Quant à Blake Works V, Billy conçoit pour les danseurs du Théâtre alla Scala un Prologue suivi du premier volet de The Barre Project. Dès le Prologue, on reste étonné par l’intelligence chorégraphique et l’interprétation des danseurs confrontés à la même chanson de James Blake, Lindisfarne I, répétée plusieurs fois tout au long de la pièce sans qu’on s’en aperçoive. Cela car la chorégraphie change de rythme sans cesse, la gestuelle dégage une telle richesse de mouvements, au point de nous rendre ivres. Les passages dynamiques alternent avec d’autres où des images figées rendent au public des formes esthétiques parfaites, dessinant l’espace de la scène.

Maria Celeste Losa, Giulia Lunardi, Domenico Di Cristo, Navrin Turnbull, Edward Cooper, Francesco Mascia et Said Ramos Ponce sont les artistes chorégraphiques qui captivent le public. Les entrées et sorties de scène sont très rapides. Le solo de Domenico Di Cristo est particulièrement intense et se distingue par sa puissance, mais il serait réductif de mettre en avant seulement ce danseur. La beauté de ce prologue est le résultat d’un travail d’ensemble de tous les danseurs, qui démontrent avoir assimilé à merveille le langage corporel transmis par William Forsythe. C’est une danse intériorisée par les corps des danseurs : certes, il y a la beauté formelle des lignes, mais ce qui fait la différence, c’est la perception d’un mouvement global qui traverse chaque corps et qui se manifeste avec une grande énergie et tension corporelle. La fascination est au rendez-vous, on voudrait que le Prologue ne cesse jamais. En outre, les moments d’absence de musique laissent aux danseurs l’occasion de montrer l’expressivité musicale de leurs corps qui prolongent la partition sonore.

La projection d’une vidéo montrant seulement des mains qui défilent sur des barres nous introduit vers la suite, The Barre Project, inspirée de Blake Works II. La valeur ajoutée de cette deuxième partie réside dans la capacité de William Forsythe à avoir su transmettre et adapter les propos et le vocabulaire chorégraphique adopté lors de la création aux caractéristiques des danseurs du Théâtre alla Scala de Milan. La jeune Camilla Cerulli ouvre avec brio la pièce et est admirable de par la rapidité de ses mouvements de jambes à la barre. L’énergie se renouvelle à chaque entrée et sortie sur scène. Dans les passages au centre, Andrea Risso et Gioacchino Starace se distinguent par leur danse déchainée et impétueuse. Quant aux interprètes féminines, William Forsythe valorise la pureté des lignes de Nicoletta Manni lors de son passage dansé à la barre et les qualités expressives de Maria Celeste Losa rayonnante sur scène.

Blake Works I

La partie conclusive de la soirée est dédiée à la reprise de Blake Works I créé pour le Ballet de l’Opéra de Paris en 2016, sur les musiques de sept chansons de James Blake tirées de son album The colour of anything.  A cette époque, la compagnie française traversait un moment identitaire difficile dû au départ soudain de son directeur Benjamin Millepied. William Forsythe souhaita récupérer les valeurs traditionnelles en lui consacrant une création, « un hymne à l’amour de la danse ». C’est la raison pour laquelle la pièce est traversée de clins d’œil à la technique de la danse française, valorisant l’héritage des enseignements des maîtres Gilbert Mayer et Christiane Vaussard.
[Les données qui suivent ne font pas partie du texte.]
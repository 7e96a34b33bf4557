pub mod backup;
pub mod exclusion;
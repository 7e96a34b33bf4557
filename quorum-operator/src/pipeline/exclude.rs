use std::time::Duration;

use anyhow::{Context, Result};

use crate::pipeline::safety::{is_available, SafetyBudget};
use crate::pipeline::{PassContext, StepResult, Subreconciler};
use crate::recorder::EventType;
use crate::units::{units_by_process_group, UnitSelector};
use quorum_core::crd::{DatabaseCluster, RequiredMetadata};
use quorum_core::ProcessGroupId;

/// Exclude process groups marked for removal from the database.
///
/// Exclusions are admitted by the fault tolerance budget of each class. Groups refused by the
/// budget are excluded on a later pass, once earlier exclusions have been removed.
pub struct ExcludeProcessGroups;

#[async_trait::async_trait]
impl Subreconciler for ExcludeProcessGroups {
    fn name(&self) -> &'static str {
        "ExcludeProcessGroups"
    }

    async fn reconcile(&self, ctx: &PassContext, cluster: &mut DatabaseCluster) -> StepResult {
        self.exclude_process_groups(ctx, cluster).await.into()
    }

    fn requeue_after(&self) -> Duration {
        Duration::from_secs(5)
    }
}

impl ExcludeProcessGroups {
    #[tracing::instrument(level = "debug", skip(self, ctx, cluster), fields(cluster = %cluster.name()))]
    async fn exclude_process_groups(&self, ctx: &PassContext, cluster: &mut DatabaseCluster) -> Result<StepResult> {
        let mut candidates: Vec<_> = cluster.process_groups().iter().filter(|group| group.remove && !group.excluded).cloned().collect();
        if candidates.is_empty() {
            return Ok(StepResult::Advance);
        }
        candidates.sort_by(|a, b| a.process_group_id.cmp(&b.process_group_id));
        let generation = cluster.generation();
        cluster.status_mut().generations.needs_exclusion = Some(generation);

        let units = ctx.units.list_units(cluster, &UnitSelector::all()).await.context("error listing units")?;
        let index = units_by_process_group(&units);
        let mut budget = SafetyBudget::compute(cluster, &units);
        let (mut selected, mut refused) = (Vec::new(), Vec::new());
        for group in candidates {
            let unit = index.get(group.process_group_id.as_str()).copied();
            if budget.admit(&group.process_class, is_available(&group, unit)) {
                selected.push(group);
            } else {
                refused.push(group);
            }
        }

        if !selected.is_empty() {
            let ids = selected.iter().map(|group| group.id()).collect::<Result<Vec<ProcessGroupId>, _>>()?;
            tracing::info!(count = ids.len(), "excluding process groups");
            ctx.admin.exclude(&ids).await.context("error excluding process groups")?;

            let status = cluster.status_mut();
            for group in status.process_groups.iter_mut() {
                if selected.iter().any(|selected| selected.process_group_id == group.process_group_id) {
                    group.excluded = true;
                }
            }
            let names = selected.iter().map(|group| group.process_group_id.as_str()).collect::<Vec<_>>().join(", ");
            ctx.recorder
                .record(cluster, EventType::Normal, "ExcludedProcessGroups", &format!("Excluded process groups: {}", names))
                .await;
        }

        if refused.is_empty() {
            return Ok(StepResult::Advance);
        }
        if !selected.is_empty() {
            return Ok(StepResult::Blocked(format!(
                "excluded {} process group(s), {} more waiting on the fault tolerance budget",
                selected.len(),
                refused.len()
            )));
        }
        let class = refused[0].process_class.clone();
        let requested = refused.iter().filter(|group| group.process_class == class).count();
        match budget.refusal(&class, requested) {
            Ok(reason) => Ok(StepResult::Blocked(reason)),
            Err(err) => Err(err.into()),
        }
    }
}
La rigueur dans l’exécution des épaulements, la perfection géométrique des positions croisées et effacées et l’agilité requise par les batteries sont les ingrédients principaux de Blake Works I. Certes, tous ces éléments sont encore présents, mais les danseurs du Théâtre alla Scala les révivifient avec leur sensibilité et leurs qualités artistiques. Par rapport à l’interprétation de la compagnie française de 2016, la danse apparait plus fluide, moins dominée par l’idée de respecter des règles techniques strictes. Les danseurs se sont approprié la pièce en lui donnant une allure plus souple et plus ouverte à leur interprétation. On ressent la joie de danser malgré les difficulté rythmiques et techniques et un style nouveau. Le travail intense de William Forsythe avec les danseurs du Théâtre alla Scala a duré six semaines et a donné d’excellents résultats. La pièce respecte quand même l’académisme de sa version originale et se détache d’autres oeuvres du chorégraphe américain, célèbre pour avoir osé casser les codes de la technique classique avec ses lignes facturées, ses angles, la recherche obstinée de déséquilibres.  

Le développement de la chorégraphie présente des changements soudains dans les directions de l’espace dans lesquelles les danseurs exécutent différentes séquences, chacune d’entre-elles caractérisant les différents alignements des interprètes sur scène. Cela peut suggérer une lecture stratifiée de la danse, aussi parce qu’on a l’impression que les différentes phrases chorégraphiques sont exécutées suivant la règle du contrepoint, permettant ainsi de percevoir l’idée d’implication mutuelle des différents groupes de danseurs.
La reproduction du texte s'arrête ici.